Kinktionary
More like guidelines and a lot less like definitions.
Breath play
Breath play refers to the practice of intentionally restricting oxygen intake for heightened sensory awareness or arousal. This can involve techniques like holding one's breath, using restraints, or applying pressure to the neck. In BDSM, this is considered a form of edgeplay that can intensify sexual experiences and arousal.
Breath play is sometimes referred to as "smothering" when it is achieved by an object or body part being placed over the mouth and / or nose. Other terms include erotic asphyxiation and sexual choking.
Breath play can have extreme consequences when it goes wrong. Even experienced practitioners can have potentially fatal accidents so it is strongly advised that you are deeply educated and aware of the risks before attempting this play.
Ways to Perform Breath Play
- hand such as using choke holds, holding a hand over their mouth or placing pressure on their neck.
- body parts pressed over the mouth and nose, such as armpits, ass, or breasts.
- using rope around the neck or chest in rope bondage forms that restrict breath (and potentially blood flow).
- using a mask to make it harder for the person to get fresh air, or restrict air completely and have them re-breathe their own breaths.
- using other materials around the neck or face to induce the feeling of choking or suffocation.
- Chokeholds can include air chokes and blood chokes and are usually practiced within martial arts.
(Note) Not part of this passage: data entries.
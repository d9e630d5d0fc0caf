use crate::generators;
use agentready_types::fix::{Fix, GeneratorKind};
use agentready_types::{Finding, Repository};
use std::fmt;
use std::sync::Arc;

/// Produces a concrete [`Fix`] for findings it recognises.
///
/// Generators only read the repository; every write goes through the
/// engine so it can be previewed, snapshotted and rolled back.
pub trait FixGenerator: Send + Sync {
    fn id(&self) -> &str;

    fn kind(&self) -> GeneratorKind;

    fn can_fix(&self, finding: &Finding) -> bool;

    fn generate_fix(&self, repo: &Repository, finding: &Finding) -> anyhow::Result<Fix>;
}

/// External source of suggested fixes (e.g. a model-backed service).
///
/// `Ok(None)` means the provider has nothing for this finding.
pub trait SuggestionProvider: Send + Sync {
    fn name(&self) -> &str;

    fn suggest(&self, repo: &Repository, finding: &Finding) -> anyhow::Result<Option<Fix>>;
}

/// Ordered set of generators; the first one accepting a finding wins.
#[derive(Clone)]
pub struct GeneratorCatalog {
    generators: Vec<Arc<dyn FixGenerator>>,
}

impl fmt::Debug for GeneratorCatalog {
    fn fmt(&self, f: &mut fmt::Formatter<'_>) -> fmt::Result {
        f.debug_list()
            .entries(self.generators.iter().map(|g| g.id()))
            .finish()
    }
}

impl Default for GeneratorCatalog {
    fn default() -> Self {
        Self::builtin()
    }
}

impl GeneratorCatalog {
    pub fn builtin() -> Self {
        Self::with_generators(generators::builtin_generators())
    }

    pub fn with_generators(generators: Vec<Arc<dyn FixGenerator>>) -> Self {
        Self { generators }
    }

    /// Adds an AI-assisted generator backed by `provider`. It is always
    /// consulted after every template and command generator.
    pub fn with_ai_assisted(mut self, provider: Arc<dyn SuggestionProvider>) -> Self {
        self.generators
            .push(Arc::new(generators::AiAssistedGenerator::new(provider)));
        self
    }

    pub fn iter(&self) -> impl Iterator<Item = &Arc<dyn FixGenerator>> {
        self.generators.iter()
    }

    pub fn len(&self) -> usize {
        self.generators.len()
    }

    pub fn is_empty(&self) -> bool {
        self.generators.is_empty()
    }
}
Both have their own sensations and their own risks.
Breath Play Risks and Safety Considerations
Breath play carries the following risks:
- Health Risks: Restricting oxygen can lead to loss of consciousness, brain damage, or even fatal outcomes. The line between safe practice and danger is extremely thin and can be misjudged easily.
- Lack of Control: Once oxygen is restricted, a person may not be able to signal distress or inability to breathe, especially if they're already compromised.
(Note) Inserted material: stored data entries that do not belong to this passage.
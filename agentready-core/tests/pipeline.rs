//! End-to-end pipeline runs over the golden fixture repositories.

use agentready_core::ToolError;
use agentready_core::adapters::FsWritePort;
use agentready_core::config::CONFIG_FILE_NAME;
use agentready_core::pipeline::{
    AlignPorts, EvalPorts, run_align, run_assess, run_eval, write_align_artifacts,
    write_assess_artifacts, write_eval_artifacts,
};
use agentready_core::settings::{AlignRunSettings, AssessSettings, EvalRunSettings};
use agentready_eval::{MockBenchmarkRunner, Selection};
use agentready_hash::hash_tree;
use agentready_types::align::{AlignMode, AlignState};
use agentready_types::schema::{AGENTREADY_ALIGN_V1, AGENTREADY_ASSESSMENT_V1, AGENTREADY_EVAL_V1};
use camino::Utf8PathBuf;
use fs_err as fs;
use pretty_assertions::assert_eq;
use std::collections::BTreeSet;
use std::path::Path;
use std::sync::Arc;
use tempfile::TempDir;

fn fixture(name: &str) -> (TempDir, Utf8PathBuf) {
    let manifest_dir = Path::new(env!("CARGO_MANIFEST_DIR"));
    let src = manifest_dir
        .parent()
        .expect("workspace root")
        .join("tests")
        .join("fixtures")
        .join(name)
        .join("repo");
    let temp = TempDir::new().expect("temp dir");
    let root = temp.path().join("repo");
    copy_dir_all(&src, &root).expect("copy fixture");
    (temp, Utf8PathBuf::from_path_buf(root).expect("utf8 path"))
}

fn copy_dir_all(src: &Path, dst: &Path) -> std::io::Result<()> {
    fs::create_dir_all(dst)?;
    for entry in std::fs::read_dir(src)? {
        let entry = entry?;
        let target = dst.join(entry.file_name());
        if entry.file_type()?.is_dir() {
            copy_dir_all(&entry.path(), &target)?;
        } else {
            fs::copy(entry.path(), target)?;
        }
    }
    Ok(())
}

fn out_dir(temp: &TempDir) -> Utf8PathBuf {
    Utf8PathBuf::from_path_buf(temp.path().join("out")).expect("utf8 path")
}

#[test]
fn assess_scores_and_writes_the_assessment() {
    let (temp, root) = fixture("near_ready");
    let settings = AssessSettings {
        repo_root: root,
        ..AssessSettings::default()
    };

    let outcome = run_assess(&settings).expect("assess");
    assert_eq!(outcome.assessment.schema, AGENTREADY_ASSESSMENT_V1);
    assert_eq!(outcome.assessment.score.overall, 87.5);

    let out = out_dir(&temp);
    write_assess_artifacts(&outcome, &out, &FsWritePort).expect("write");
    let written: serde_json::Value =
        serde_json::from_str(&fs::read_to_string(out.join("assessment.json")).expect("read")).expect("json");
    assert_eq!(written["schema"], AGENTREADY_ASSESSMENT_V1);
}

#[test]
fn config_weights_change_the_score() {
    let (_temp, root) = fixture("near_ready");
    fs::write(
        root.join(CONFIG_FILE_NAME),
        "[scoring.tier_weights]\ntier1 = 25.0\ntier2 = 25.0\ntier3 = 25.0\ntier4 = 25.0\n",
    )
    .expect("write config");

    let outcome = run_assess(&AssessSettings {
        repo_root: root,
        ..AssessSettings::default()
    })
    .expect("assess");
    assert!(outcome.assessment.score.overall != 87.5);
}

#[test]
fn invalid_config_fails_with_exit_code_two() {
    let (_temp, root) = fixture("near_ready");
    fs::write(root.join(CONFIG_FILE_NAME), "[scoring.tier_weights]\ntier1 = 90.0\n").expect("write");

    let err = run_assess(&AssessSettings {
        repo_root: root,
        ..AssessSettings::default()
    })
    .err()
    .expect("invalid weights");
    assert_eq!(err.label(), "ConfigurationError");
    assert_eq!(err.exit_code(), 2);
}

#[test]
fn missing_repository_is_unavailable() {
    let temp = TempDir::new().expect("temp dir");
    let root = Utf8PathBuf::from_path_buf(temp.path().join("gone")).expect("utf8 path");

    let err = run_assess(&AssessSettings {
        repo_root: root,
        ..AssessSettings::default()
    })
    .err()
    .expect("missing root");
    assert!(matches!(err, ToolError::RepositoryUnavailable(_)));
    assert_eq!(err.exit_code(), 1);
}

#[test]
fn align_preview_writes_report_and_patch_without_touching_the_tree() {
    let (temp, root) = fixture("python_starter");
    let before = hash_tree(&root).expect("hash");

    let outcome = run_align(
        &AlignRunSettings {
            repo_root: root.clone(),
            ..AlignRunSettings::default()
        },
        &AlignPorts::default(),
    )
    .expect("preview");

    assert_eq!(hash_tree(&root).expect("hash"), before);
    assert_eq!(outcome.report.schema, AGENTREADY_ALIGN_V1);
    assert_eq!(outcome.report.terminal_state(), Some(AlignState::Previewing));

    let out = out_dir(&temp);
    write_align_artifacts(&outcome, &out, &FsWritePort).expect("write");
    let patch = fs::read_to_string(out.join("patch.diff")).expect("read patch");
    assert!(patch.contains("+++ b/CLAUDE.md"));
    assert!(out.join("align.json").is_file());
}

#[test]
fn align_direct_apply_honours_the_subset() {
    let (_temp, root) = fixture("near_ready");

    let outcome = run_align(
        &AlignRunSettings {
            repo_root: root.clone(),
            mode: AlignMode::DirectApply,
            attributes: Some(BTreeSet::from(["claude_md_file".to_string()])),
            ..AlignRunSettings::default()
        },
        &AlignPorts::default(),
    )
    .expect("align");

    assert_eq!(outcome.report.after.map(|a| a.overall), Some(100.0));
    assert!(root.join("CLAUDE.md").is_file());
}

#[test]
fn review_mode_outside_git_is_a_configuration_error() {
    let (_temp, root) = fixture("near_ready");
    let err = run_align(
        &AlignRunSettings {
            repo_root: root,
            mode: AlignMode::ReviewRequest,
            ..AlignRunSettings::default()
        },
        &AlignPorts::shell(),
    )
    .err()
    .expect("no git");
    assert_eq!(err.exit_code(), 2);
}

#[tokio::test]
async fn eval_with_the_mock_benchmark_writes_a_summary() {
    let (temp, root) = fixture("near_ready");
    fs::write(root.join(CONFIG_FILE_NAME), "[eval]\niterations = 3\n").expect("write config");
    let ledger_dir = Utf8PathBuf::from_path_buf(temp.path().join("ledger")).expect("utf8 path");

    let outcome = run_eval(
        &EvalRunSettings {
            repo_root: root,
            selection: Selection::Attributes(vec!["claude_md_file".to_string()]),
            ledger_dir: Some(ledger_dir.clone()),
            ..EvalRunSettings::default()
        },
        &EvalPorts::new(Arc::new(MockBenchmarkRunner)),
    )
    .await
    .expect("eval");

    assert_eq!(outcome.summary.schema, AGENTREADY_EVAL_V1);
    assert_eq!(outcome.summary.total_tested, 1);
    assert_eq!(outcome.summary.baseline.n, 3);
    assert_eq!(outcome.summary.impacts[0].fixes_applied, 1);
    assert!(ledger_dir.join("assessors/claude_md_file/impact.json").is_file());

    let out = out_dir(&temp);
    write_eval_artifacts(&outcome, &out, &FsWritePort).expect("write");
    assert!(out.join("eval-summary.json").is_file());
}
- Unpredictable Reactions: The body's response to oxygen deprivation can vary each time, making it impossible to guarantee safety even with previous experience.
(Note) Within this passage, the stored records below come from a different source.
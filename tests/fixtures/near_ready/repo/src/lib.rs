/// Adds two numbers.
pub fn add(a: u64, b: u64) -> u64 {
    a + b
}
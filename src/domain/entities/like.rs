//! Like entity: an actor's action on a target.

use chrono::{DateTime, Utc};
use serde::Serialize;

/// A persisted like.
///
/// The pair `(actor_id, target_id)` is unique in the store; recording the same
/// pair twice leaves the first row untouched.
#[derive(Debug, Clone, PartialEq, Eq, Serialize, sqlx::FromRow)]
pub struct Like {
    pub id: i64,
    pub actor_id: i64,
    pub target_id: i64,
    pub created_at: DateTime<Utc>,
}

/// Input data for recording a like.
#[derive(Debug, Clone, Copy, PartialEq, Eq)]
pub struct NewLike {
    pub actor_id: i64,
    pub target_id: i64,
}

/// Result of recording a like.
#[derive(Debug, Clone, PartialEq, Eq)]
pub enum LikeInsert {
    Created(Like),
    /// The pair was already recorded. The desired end state already holds.
    AlreadyExists,
}

impl LikeInsert {
    pub fn is_created(&self) -> bool {
        matches!(self, LikeInsert::Created(_))
    }
}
- Health Conditions: Certain underlying health conditions can make breath play even more dangerous for certain individual.
Safety Protocols for Breath Play Here are some ways to mitigate some of the risks that come with breath play. (See RACK and SSC for more information.)
Obtain Informed Consent: Both parties must fully understand the risks and give explicit, informed consent. This includes discussing boundaries, and safe words and signals.
- Get Educated: Learn about the anatomy and physiology involved. Understanding how the body reacts to oxygen deprivation can highlight the dangers and help you make informed decisions.
- Done Do It Alone: Never engage in breath play alone. Always have a trusted partner who can monitor the situation and intervene if necessary.
- Communication: Establish clear and unambiguous signals for when to stop. Since verbal communication might be compromised, non-verbal signals are crucial.
- Stay Sober: Avoid alcohol or drugs, as they can impair judgment and reaction times.
- Monitor Closely: The person restricting their breath should be closely monitored at all times. Any signs of distress, such as changes in skin color, loss of consciousness, or difficulty breathing, should be taken seriously and addressed immediately.
- Emergency Plan: Have a plan in place for emergencies, including knowing how to perform CPR and having access to emergency medical services.
- Limit Duration: Keep the duration of breath restriction short to minimize risks.
- Avoid Neck Pressure: Applying pressure to the neck can be particularly dangerous and should be avoided. Instead, consider less risky alternatives if you're seeking heightened sensations.
Seek Professional Guidance: If you're curious about enhancing experiences, consider consulting professionals who specialize in intimacy and relationships. They can offer alternatives that prioritize safety.
Absolute Trust and Communication: Open and honest communication with your partner is paramount. Discuss boundaries, limits, and safety signals.